The level of pettiness on display here may be difficult to comprehend or believe. But as far as it goes I do believe it.

But the big picture is the important one to understand. For almost a year Manchin has strung his caucus and President Biden along, changing his positions, changing his rationales, being cagey about what he supported or what he would do. He’s strung them along and forced them to play the fool, repeatedly, while being entirely indifferent to the impact of his own actions on the political standing of his colleagues or their deeply held views.

Manchin doesn’t owe anyone his vote. But someone in his position owes the members of his caucus and a President of his own party a strong good faith effort to get to yes, to be candid, not to embarrass or humiliate his colleagues. He failed to do any of those things. And in his mind it was basically fine to put everyone through the wringer. But the first time the White House gave even the most delicate push back Manchin went berserk and blew everything up. That’s petulant and petty and just pathetic. And yet he has the vote. It’s in his power to do.

Manchin has been stringing this out intentionally for months. The deadlines and urgency were meaningless to him. As the President’s popularity dimmed he became more recalcitrant, throwing up a parade of contradictory and often nonsensical objections. The alternative to this was perpetual and indefinite coddling with no end in sight.

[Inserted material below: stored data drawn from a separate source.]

//! Colors used by the picker window.

use egui::Color32;

#[derive(Debug, Clone)]
pub struct PickerTheme {
    /// Accent for endpoints, active shortcuts and headings
    pub accent: Color32,
    /// Fill for days strictly inside the selected range
    pub range_fill: Color32,
    /// Text on accent or range fills
    pub text_on_accent: Color32,
    pub day_background: Color32,
    pub text_primary: Color32,
    /// Weekend day numbers (not clickable)
    pub text_disabled: Color32,
    pub panel_background: Color32,
}

impl PickerTheme {
    pub fn light() -> Self {
        Self {
            accent: Color32::from_rgb(255, 86, 52),
            range_fill: Color32::from_rgb(255, 187, 174),
            text_on_accent: Color32::WHITE,
            day_background: Color32::WHITE,
            text_primary: Color32::BLACK,
            text_disabled: Color32::from_rgba_unmultiplied(0, 0, 0, 77),
            panel_background: Color32::from_rgb(245, 245, 245),
        }
    }

    pub fn apply_to_context(&self, ctx: &egui::Context) {
        let mut visuals = egui::Visuals::light();
        visuals.panel_fill = self.panel_background;
        visuals.selection.bg_fill = self.accent;
        visuals.selection.stroke.color = self.text_on_accent;
        ctx.set_visuals(visuals);
    }
}

impl Default for PickerTheme {
    fn default() -> Self {
        Self::light()
    }
}
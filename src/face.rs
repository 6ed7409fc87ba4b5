//! Face matching against a registry of named reference vectors.
//!
//! Feature-vector extraction is a pluggable capability: the host supplies
//! a [`FaceEncoder`] at construction time, and [`NullEncoder`] stands in
//! when no backend is available — matching then degrades to a no-op
//! (logged once), never a crash. This crate only owns the matching and
//! gating policy around whatever encoder is supplied.

use parking_lot::RwLock;
use serde::{Deserialize, Serialize};
use std::sync::atomic::{AtomicBool, Ordering};
use std::sync::Arc;

use crate::error::FaceError;

/// Feature vector produced by an encoder for one detected face.
pub type FaceVector = Vec<f64>;

/// Distance below which an encoding counts as the same person. The scale
/// depends on the encoder's metric; 0.5 suits Euclidean dlib-style
/// embeddings.
pub const DEFAULT_MATCH_THRESHOLD: f64 = 0.5;

/// Pluggable feature-vector extraction backend.
pub trait FaceEncoder: Send + Sync {
    /// Whether the backend can actually encode. A `false` here disables
    /// matching entirely; it is not an error.
    fn available(&self) -> bool;

    /// Extract one vector per face detected in the image. An empty vector
    /// means "no face found"; undecodable bytes are `InvalidImage`.
    fn encode(&self, image: &[u8]) -> Result<Vec<FaceVector>, FaceError>;

    /// Distance between two vectors in the encoder's own metric.
    fn distance(&self, a: &FaceVector, b: &FaceVector) -> f64;
}

/// Null object for an absent recognition backend.
pub struct NullEncoder;

impl FaceEncoder for NullEncoder {
    fn available(&self) -> bool {
        false
    }

    fn encode(&self, _image: &[u8]) -> Result<Vec<FaceVector>, FaceError> {
        Err(FaceError::LibraryUnavailable)
    }

    fn distance(&self, _a: &FaceVector, _b: &FaceVector) -> f64 {
        f64::INFINITY
    }
}

/// Euclidean distance, the metric of dlib-style face embeddings.
pub fn euclidean_distance(a: &FaceVector, b: &FaceVector) -> f64 {
    a.iter()
        .zip(b)
        .map(|(x, y)| (x - y) * (x - y))
        .sum::<f64>()
        .sqrt()
}

/// A named reference vector. The name is the unique key; re-adding an
/// existing name replaces the stored encoding.
#[derive(Debug, Clone, PartialEq, Serialize, Deserialize)]
pub struct KnownFace {
    pub name: String,
    pub encoding: FaceVector,
}

/// Matches captured frames against the registry of known faces.
pub struct FaceMatcher {
    encoder: Arc<dyn FaceEncoder>,
    faces: RwLock<Vec<KnownFace>>,
    threshold: f64,
    disabled_logged: AtomicBool,
}

impl FaceMatcher {
    pub fn new(encoder: Arc<dyn FaceEncoder>) -> Self {
        Self::with_threshold(encoder, DEFAULT_MATCH_THRESHOLD)
    }

    pub fn with_threshold(encoder: Arc<dyn FaceEncoder>, threshold: f64) -> Self {
        Self {
            encoder,
            faces: RwLock::new(Vec::new()),
            threshold,
            disabled_logged: AtomicBool::new(false),
        }
    }

    /// Whether the underlying encoder can match at all.
    pub fn available(&self) -> bool {
        self.encoder.available()
    }

    /// Replace the registry wholesale (e.g. restored from host storage).
    pub fn load_known_faces(&self, faces: Vec<KnownFace>) {
        let count = faces.len();
        *self.faces.write() = faces;
        if count > 0 {
            tracing::info!(count, "known faces loaded");
        } else {
            tracing::info!("no known faces configured");
        }
    }

    pub fn known_faces(&self) -> Vec<KnownFace> {
        self.faces.read().clone()
    }

    pub fn known_names(&self) -> Vec<String> {
        self.faces.read().iter().map(|f| f.name.clone()).collect()
    }

    /// Register a face by computing the encoding of the submitted image.
    /// Last write wins on duplicate names.
    pub fn add_face(&self, name: &str, image: &[u8]) -> Result<(), FaceError> {
        if !self.encoder.available() {
            return Err(FaceError::LibraryUnavailable);
        }
        if image.is_empty() {
            return Err(FaceError::InvalidImage("empty image".into()));
        }
        let mut encodings = self.encoder.encode(image)?;
        if encodings.is_empty() {
            return Err(FaceError::NoFaceFound);
        }
        let encoding = encodings.swap_remove(0);

        let mut faces = self.faces.write();
        faces.retain(|face| face.name != name);
        faces.push(KnownFace {
            name: name.to_string(),
            encoding,
        });
        tracing::info!(name, total = faces.len(), "known face registered");
        Ok(())
    }

    /// Remove a face by name.
    pub fn remove_face(&self, name: &str) -> Result<(), FaceError> {
        let mut faces = self.faces.write();
        let before = faces.len();
        faces.retain(|face| face.name != name);
        if faces.len() == before {
            return Err(FaceError::UnknownFace(name.to_string()));
        }
        tracing::info!(name, "known face removed");
        Ok(())
    }

    /// Find the best-matching known face in a captured frame.
    ///
    /// Every detected encoding is compared against every reference vector;
    /// the globally closest pair under the threshold wins. Ties keep the
    /// first-registered face. Returns `None` when the backend is
    /// unavailable, the registry is empty, nothing clears the threshold,
    /// or the frame cannot be analyzed (logged, not raised).
    pub fn match_frame(&self, frame: &[u8]) -> Option<String> {
        if !self.encoder.available() {
            if !self.disabled_logged.swap(true, Ordering::Relaxed) {
                tracing::info!("face recognition backend unavailable, matching disabled");
            }
            return None;
        }
        let faces = self.faces.read();
        if faces.is_empty() {
            tracing::debug!("no known faces registered, skipping match");
            return None;
        }
        if frame.is_empty() {
            tracing::debug!("empty frame, skipping match");
            return None;
        }

        let encodings = match self.encoder.encode(frame) {
            Ok(encodings) => encodings,
            Err(err) => {
                tracing::error!(error = %err, "failed to analyze frame");
                return None;
            }
        };

        let mut best: Option<(usize, f64)> = None;
        for encoding in &encodings {
            for (index, known) in faces.iter().enumerate() {
                let distance = self.encoder.distance(&known.encoding, encoding);
                if distance <= self.threshold
                    && best.map_or(true, |(_, best_distance)| distance < best_distance)
                {
                    best = Some((index, distance));
                }
            }
        }

        best.map(|(index, distance)| {
            let name = faces[index].name.clone();
            tracing::debug!(name = %name, distance, "best face match");
            name
        })
    }
}

#[cfg(test)]
mod tests {
    use super::*;

    /// Encoder that "detects" one face per input byte, using the byte
    /// value as a one-dimensional embedding.
    struct ByteEncoder;

    impl FaceEncoder for ByteEncoder {
        fn available(&self) -> bool {
            true
        }

        fn encode(&self, image: &[u8]) -> Result<Vec<FaceVector>, FaceError> {
            if image == b"garbage" {
                return Err(FaceError::InvalidImage("not an image".into()));
            }
            Ok(image.iter().map(|b| vec![f64::from(*b)]).collect())
        }

        fn distance(&self, a: &FaceVector, b: &FaceVector) -> f64 {
            euclidean_distance(a, b)
        }
    }

    fn matcher_with(faces: &[(&str, f64)]) -> FaceMatcher {
        let matcher = FaceMatcher::with_threshold(Arc::new(ByteEncoder), 10.0);
        matcher.load_known_faces(
            faces
                .iter()
                .map(|(name, value)| KnownFace {
                    name: (*name).to_string(),
                    encoding: vec![*value],
                })
                .collect(),
        );
        matcher
    }

    #[test]
    fn euclidean_distance_basics() {
        assert_eq!(euclidean_distance(&vec![0.0, 0.0], &vec![3.0, 4.0]), 5.0);
        assert_eq!(euclidean_distance(&vec![1.0], &vec![1.0]), 0.0);
    }

    #[test]
    fn match_below_threshold_returns_name() {
        let matcher = matcher_with(&[("alice", 100.0)]);
        // Distance 5 <= threshold 10.
        assert_eq!(matcher.match_frame(&[105]).as_deref(), Some("alice"));
    }

    #[test]
    fn match_above_threshold_returns_none() {
        let matcher = matcher_with(&[("alice", 100.0)]);
        // Distance 11 > threshold 10.
        assert_eq!(matcher.match_frame(&[111]), None);
    }

    #[test]
    fn threshold_boundary_is_inclusive() {
        let matcher = matcher_with(&[("alice", 100.0)]);
        // Distance exactly 10.
        assert_eq!(matcher.match_frame(&[110]).as_deref(), Some("alice"));
    }

    #[test]
    fn globally_closest_match_wins_across_encodings() {
        let matcher = matcher_with(&[("alice", 100.0), ("bob", 50.0)]);
        // Frame has two faces: 98 (distance 2 to alice) and 49
        // (distance 1 to bob). Bob is globally closest.
        assert_eq!(matcher.match_frame(&[98, 49]).as_deref(), Some("bob"));
    }

    #[test]
    fn tie_keeps_first_registered_face() {
        let matcher = matcher_with(&[("alice", 100.0), ("bob", 100.0)]);
        assert_eq!(matcher.match_frame(&[100]).as_deref(), Some("alice"));
    }

    #[test]
    fn empty_registry_never_matches() {
        let matcher = FaceMatcher::new(Arc::new(ByteEncoder));
        assert_eq!(matcher.match_frame(&[100]), None);
    }

    #[test]
    fn encode_error_yields_none() {
        let matcher = matcher_with(&[("alice", 100.0)]);
        assert_eq!(matcher.match_frame(b"garbage"), None);
    }

    #[test]
    fn null_encoder_disables_matching() {
        let matcher = FaceMatcher::new(Arc::new(NullEncoder));
        matcher.load_known_faces(vec![KnownFace {
            name: "alice".into(),
            encoding: vec![1.0],
        }]);
        assert!(!matcher.available());
        assert_eq!(matcher.match_frame(&[1]), None);
        assert!(matches!(
            matcher.add_face("bob", &[1]),
            Err(FaceError::LibraryUnavailable)
        ));
    }

    #[test]
    fn add_face_registers_first_detected_encoding() {
        let matcher = FaceMatcher::with_threshold(Arc::new(ByteEncoder), 10.0);
        matcher.add_face("alice", &[100, 200]).unwrap();
        let faces = matcher.known_faces();
        assert_eq!(faces.len(), 1);
        assert_eq!(faces[0].encoding, vec![100.0]);
    }

    #[test]
    fn add_face_rejects_faceless_and_empty_images() {
        let matcher = FaceMatcher::new(Arc::new(ByteEncoder));
        assert!(matches!(
            matcher.add_face("alice", &[]),
            Err(FaceError::InvalidImage(_))
        ));
        struct FacelessEncoder;
        impl FaceEncoder for FacelessEncoder {
            fn available(&self) -> bool {
                true
            }
            fn encode(&self, _image: &[u8]) -> Result<Vec<FaceVector>, FaceError> {
                Ok(Vec::new())
            }
            fn distance(&self, a: &FaceVector, b: &FaceVector) -> f64 {
                euclidean_distance(a, b)
            }
        }
        let matcher = FaceMatcher::new(Arc::new(FacelessEncoder));
        assert!(matches!(
            matcher.add_face("alice", &[1]),
            Err(FaceError::NoFaceFound)
        ));
    }

    #[test]
    fn duplicate_add_is_last_write_wins() {
        let matcher = FaceMatcher::with_threshold(Arc::new(ByteEncoder), 10.0);
        matcher.add_face("alice", &[100]).unwrap();
        matcher.add_face("alice", &[200]).unwrap();
        let faces = matcher.known_faces();
        assert_eq!(faces.len(), 1);
        assert_eq!(faces[0].encoding, vec![200.0]);
    }

    #[test]
    fn remove_face_by_name() {
        let matcher = FaceMatcher::with_threshold(Arc::new(ByteEncoder), 10.0);
        matcher.add_face("alice", &[100]).unwrap();
        matcher.remove_face("alice").unwrap();
        assert!(matcher.known_names().is_empty());
        assert!(matches!(
            matcher.remove_face("alice"),
            Err(FaceError::UnknownFace(_))
        ));
    }

    #[test]
    fn known_face_roundtrips_through_serde() {
        let face = KnownFace {
            name: "alice".into(),
            encoding: vec![0.25, -1.5],
        };
        let json = serde_json::to_string(&face).unwrap();
        let parsed: KnownFace = serde_json::from_str(&json).unwrap();
        assert_eq!(parsed, face);
    }
}
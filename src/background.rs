//! Background face-match loop driving automatic door opens.
//!
//! A timer (or an explicit request) runs a *cycle*: for every enrolled
//! door, fetch the current camera frame, match it against the known faces,
//! and — if a match clears the per-door cooldown — open the door. The
//! loop gates a physical side effect, so its concurrency rules are strict:
//!
//! - **Single flight**: at most one cycle runs at a time. The worker task
//!   is the only scheduler-driven runner and a `tokio::sync::Mutex`
//!   additionally serializes manual [`BackgroundCycle::run_once`] calls.
//! - **Coalescing**: a cycle requested while one is running is stored as a
//!   single pending permit and runs exactly once afterwards — requests are
//!   never dropped and never pile up.
//! - **Cooldown**: only a confirmed successful open stamps the cooldown;
//!   a failed open leaves the door immediately retryable.
//! - **Teardown**: cancellation stops scheduled-but-not-started cycles;
//!   an in-flight cycle always runs to completion so an open command is
//!   never left half-issued.
//!
//! Partial failures (one door's frame fetch, match or open) are logged and
//! isolated; they never abort the remaining doors.

use async_trait::async_trait;
use parking_lot::Mutex;
use std::collections::{HashMap, HashSet};
use std::sync::Arc;
use std::time::{Duration, Instant};
use tokio::sync::Notify;
use tokio::task::JoinHandle;
use tokio_util::sync::CancellationToken;

use crate::catalog::{RelayCatalog, RelayRecord};
use crate::command::DoorOpener;
use crate::error::ApiError;
use crate::face::FaceMatcher;

/// Default delay between scheduled cycles.
pub const DEFAULT_CYCLE_INTERVAL: Duration = Duration::from_secs(10);

/// Default minimum time between automatic opens of the same door.
pub const DEFAULT_OPEN_COOLDOWN: Duration = Duration::from_secs(60);

/// Async capability fetching a camera frame by URL.
#[async_trait]
pub trait FrameSource: Send + Sync {
    async fn fetch_frame(&self, url: &str) -> Result<Vec<u8>, ApiError>;
}

/// `reqwest`-backed frame source for the relay camera snapshot URLs.
pub struct HttpFrameSource {
    http: reqwest::Client,
}

impl HttpFrameSource {
    pub fn new(timeout: Duration) -> Result<Self, ApiError> {
        Ok(Self {
            http: reqwest::Client::builder().timeout(timeout).build()?,
        })
    }
}

#[async_trait]
impl FrameSource for HttpFrameSource {
    async fn fetch_frame(&self, url: &str) -> Result<Vec<u8>, ApiError> {
        let response = self.http.get(url).send().await?;
        let status = response.status();
        if !status.is_success() {
            let body = response.text().await.unwrap_or_default();
            return Err(ApiError::Status {
                status: status.as_u16(),
                body,
            });
        }
        Ok(response.bytes().await?.to_vec())
    }
}

/// Source of the current door listing; the catalog implements this so the
/// loop always works against the latest refreshed records.
pub trait DoorDirectory: Send + Sync {
    fn current_doors(&self) -> Vec<RelayRecord>;
}

impl DoorDirectory for RelayCatalog {
    fn current_doors(&self) -> Vec<RelayRecord> {
        self.snapshot()
    }
}

/// Timing knobs for the loop.
#[derive(Debug, Clone)]
pub struct CycleOptions {
    pub interval: Duration,
    pub cooldown: Duration,
}

impl Default for CycleOptions {
    fn default() -> Self {
        Self {
            interval: DEFAULT_CYCLE_INTERVAL,
            cooldown: DEFAULT_OPEN_COOLDOWN,
        }
    }
}

/// What one cycle did — useful for hosts and tests.
#[derive(Debug, Clone, Copy, Default, PartialEq, Eq)]
pub struct CycleReport {
    /// Doors that went through fetch/match.
    pub processed: usize,
    /// Doors opened by a confirmed successful command.
    pub opened: usize,
    /// Doors dropped from the selection because the catalog lost them.
    pub pruned: usize,
}

/// Pick the default doors to enroll: the main video-capable entrance, or
/// failing that the first door with a camera.
pub fn default_selection(doors: &[RelayRecord]) -> Vec<String> {
    let candidates: Vec<&RelayRecord> = doors
        .iter()
        .filter(|door| door.has_video && door.image_url.is_some())
        .collect();
    if let Some(main) = candidates.iter().find(|door| door.is_main) {
        return vec![main.uid.clone()];
    }
    candidates
        .first()
        .map(|door| vec![door.uid.clone()])
        .unwrap_or_default()
}

struct CycleInner {
    directory: Arc<dyn DoorDirectory>,
    opener: Arc<dyn DoorOpener>,
    matcher: Arc<FaceMatcher>,
    frames: Arc<dyn FrameSource>,
    interval: Duration,
    cooldown: Duration,
    selection: Mutex<HashSet<String>>,
    last_open: Mutex<HashMap<String, Instant>>,
    /// Serializes cycles across the worker and manual `run_once` callers.
    cycle_lock: tokio::sync::Mutex<()>,
    /// Pending-run coalescing: holds at most one stored permit.
    trigger: Notify,
    cancel: CancellationToken,
    timer: Mutex<Option<CancellationToken>>,
}

impl CycleInner {
    async fn run_cycle(&self) -> CycleReport {
        let _flight = self.cycle_lock.lock().await;
        let mut report = CycleReport::default();

        let selected: Vec<String> = {
            let selection = self.selection.lock();
            let mut uids: Vec<String> = selection.iter().cloned().collect();
            uids.sort();
            uids
        };
        if selected.is_empty() {
            return report;
        }

        let doors: HashMap<String, RelayRecord> = self
            .directory
            .current_doors()
            .into_iter()
            .map(|door| (door.uid.clone(), door))
            .collect();

        for uid in selected {
            let Some(door) = doors.get(&uid) else {
                tracing::info!(uid = %uid, "door no longer listed, pruning from background selection");
                self.selection.lock().remove(&uid);
                report.pruned += 1;
                continue;
            };
            let Some(image_url) = door.image_url.as_deref() else {
                tracing::debug!(uid = %uid, "door has no frame URL, skipping");
                continue;
            };
            report.processed += 1;

            let frame = match self.frames.fetch_frame(image_url).await {
                Ok(bytes) => bytes,
                Err(err) => {
                    tracing::warn!(uid = %uid, error = %err, "failed to fetch door frame");
                    continue;
                }
            };

            let Some(name) = self.matcher.match_frame(&frame) else {
                continue;
            };

            let now = Instant::now();
            let in_cooldown = self
                .last_open
                .lock()
                .get(&uid)
                .is_some_and(|last| now.duration_since(*last) < self.cooldown);
            if in_cooldown {
                tracing::debug!(uid = %uid, name = %name, "match ignored, door cooldown active");
                continue;
            }

            tracing::info!(uid = %uid, name = %name, "known face matched, opening door");
            match self.opener.open(door).await {
                Ok(()) => {
                    self.last_open.lock().insert(uid.clone(), now);
                    report.opened += 1;
                }
                Err(err) => {
                    // The cooldown is not stamped: the next cycle may retry.
                    tracing::error!(uid = %uid, error = %err, "automatic door open failed");
                }
            }
        }

        if self.selection.lock().is_empty() {
            self.disarm_timer();
        }
        report
    }

    fn disarm_timer(&self) {
        if let Some(token) = self.timer.lock().take() {
            token.cancel();
            tracing::info!("background timer disarmed: no doors selected");
        }
    }
}

/// Periodic face-gated auto-open driver for a selected set of doors.
pub struct BackgroundCycle {
    inner: Arc<CycleInner>,
    tasks: Mutex<Vec<JoinHandle<()>>>,
}

impl BackgroundCycle {
    pub fn new(
        directory: Arc<dyn DoorDirectory>,
        opener: Arc<dyn DoorOpener>,
        matcher: Arc<FaceMatcher>,
        frames: Arc<dyn FrameSource>,
        options: CycleOptions,
    ) -> Self {
        Self {
            inner: Arc::new(CycleInner {
                directory,
                opener,
                matcher,
                frames,
                interval: options.interval,
                cooldown: options.cooldown,
                selection: Mutex::new(HashSet::new()),
                last_open: Mutex::new(HashMap::new()),
                cycle_lock: tokio::sync::Mutex::new(()),
                trigger: Notify::new(),
                cancel: CancellationToken::new(),
                timer: Mutex::new(None),
            }),
            tasks: Mutex::new(Vec::new()),
        }
    }

    /// Spawn the worker that drains coalesced cycle requests.
    pub fn start(&self) {
        let inner = Arc::clone(&self.inner);
        let handle = tokio::spawn(async move {
            loop {
                // Cancellation wins over a stored trigger permit, so a
                // scheduled-but-not-started cycle never runs after teardown.
                tokio::select! {
                    biased;
                    _ = inner.cancel.cancelled() => break,
                    _ = inner.trigger.notified() => {
                        inner.run_cycle().await;
                    }
                }
            }
        });
        self.tasks.lock().push(handle);
    }

    /// Replace the enrolled door set. A non-empty selection (re)arms the
    /// timer; an empty one disarms it.
    pub fn set_selection(&self, uids: impl IntoIterator<Item = String>) {
        let uids: HashSet<String> = uids.into_iter().collect();
        let empty = uids.is_empty();
        let count = uids.len();
        *self.inner.selection.lock() = uids;
        if empty {
            self.inner.disarm_timer();
        } else {
            tracing::info!(doors = count, "background selection updated");
            self.arm_timer();
        }
    }

    /// Currently enrolled door uids (sorted, for stable display).
    pub fn selection(&self) -> Vec<String> {
        let mut uids: Vec<String> = self.inner.selection.lock().iter().cloned().collect();
        uids.sort();
        uids
    }

    /// Request one cycle. If a cycle is already running the request is
    /// coalesced into a single pending run.
    pub fn request_cycle(&self) {
        self.inner.trigger.notify_one();
    }

    /// Run one cycle inline (manual trigger, tests). Serialized against
    /// the worker by the cycle lock.
    pub async fn run_once(&self) -> CycleReport {
        self.inner.run_cycle().await
    }

    fn arm_timer(&self) {
        let mut slot = self.inner.timer.lock();
        if slot.is_some() {
            return;
        }
        let token = self.inner.cancel.child_token();
        *slot = Some(token.clone());
        drop(slot);

        let inner = Arc::clone(&self.inner);
        let handle = tokio::spawn(async move {
            let mut ticker = tokio::time::interval(inner.interval);
            ticker.set_missed_tick_behavior(tokio::time::MissedTickBehavior::Skip);
            // The first tick completes immediately; wait a full period.
            ticker.tick().await;
            loop {
                tokio::select! {
                    biased;
                    _ = token.cancelled() => break,
                    _ = ticker.tick() => inner.trigger.notify_one(),
                }
            }
        });
        self.tasks.lock().push(handle);
    }

    /// Cancel the timer and worker and wait for them to finish. An
    /// in-flight cycle completes before the worker exits.
    pub async fn shutdown(&self) {
        self.inner.cancel.cancel();
        let handles: Vec<JoinHandle<()>> = std::mem::take(&mut *self.tasks.lock());
        for handle in handles {
            let _ = handle.await;
        }
        tracing::debug!("background cycle stopped");
    }
}
//! Error taxonomy for the intercom client.
//!
//! Each component surfaces its own tagged error type; transport failures
//! (`ApiError`) convert into the component errors via `#[from]` so `?`
//! propagation stays clean. Session-level failures (`NoToken`, `Expired`)
//! are unrecoverable locally — the host has to restart interactive login.

use thiserror::Error;

/// Transport- and shape-level failures shared by every remote call.
#[derive(Debug, Error)]
pub enum ApiError {
    /// Connection failure or request timeout. Never retried silently.
    #[error("network error: {0}")]
    Network(#[from] reqwest::Error),

    /// The server answered with a non-success status.
    #[error("API returned {status}: {body}")]
    Status { status: u16, body: String },

    /// The response body did not have the expected shape.
    #[error("unexpected API response: {0}")]
    Format(String),
}

/// Authentication and session errors.
#[derive(Debug, Error)]
pub enum AuthError {
    /// No mobile token has ever been installed on this session.
    #[error("not authenticated: no mobile token")]
    NoToken,

    /// The mobile token is past its expiry margin; a fresh interactive
    /// login is required.
    #[error("mobile token expired, interactive login required")]
    Expired,

    /// The remote side refused the authorization exchange.
    #[error("authorization rejected ({status}): {body}")]
    Rejected { status: u16, body: String },

    #[error(transparent)]
    Api(#[from] ApiError),
}

/// Door-open command errors.
#[derive(Debug, Error)]
pub enum CommandError {
    #[error(transparent)]
    Auth(#[from] AuthError),

    /// CRM rejected the open command. Surfaced verbatim, never retried
    /// beyond the single reauthorize-and-retry the dispatcher performs.
    #[error("door open rejected ({status}): {body}")]
    Rejected { status: u16, body: String },

    #[error(transparent)]
    Api(ApiError),
}

/// Face registry and matching errors.
#[derive(Debug, Error)]
pub enum FaceError {
    /// No face-recognition backend was supplied; matching is disabled.
    #[error("face recognition backend unavailable")]
    LibraryUnavailable,

    /// The submitted image contains no detectable face.
    #[error("no face found in image")]
    NoFaceFound,

    /// Removal was requested for a name that is not registered.
    #[error("face '{0}' is not registered")]
    UnknownFace(String),

    /// The image bytes could not be decoded by the backend.
    #[error("failed to decode image: {0}")]
    InvalidImage(String),
}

None of this changes the reality of the demise of serious climate action or a refundable child tax credit or universal pre-K or a bunch of other things. But it does illuminate the last year and makes clear that “getting tough” on Manchin wasn’t really a tool the White House had in its arsenal. Just putting out a press release that named him and made him feel bad and somehow made him think people would blame him for what was happening made him go postal. The only real argument here is whether the process of coddling Manchin starting in the first weeks of Biden’s presidency helped nurture and fructify the tender sapling of clinical thin-skinnism that has grown into this tall and broad oak tree of snowflakery we see on display today.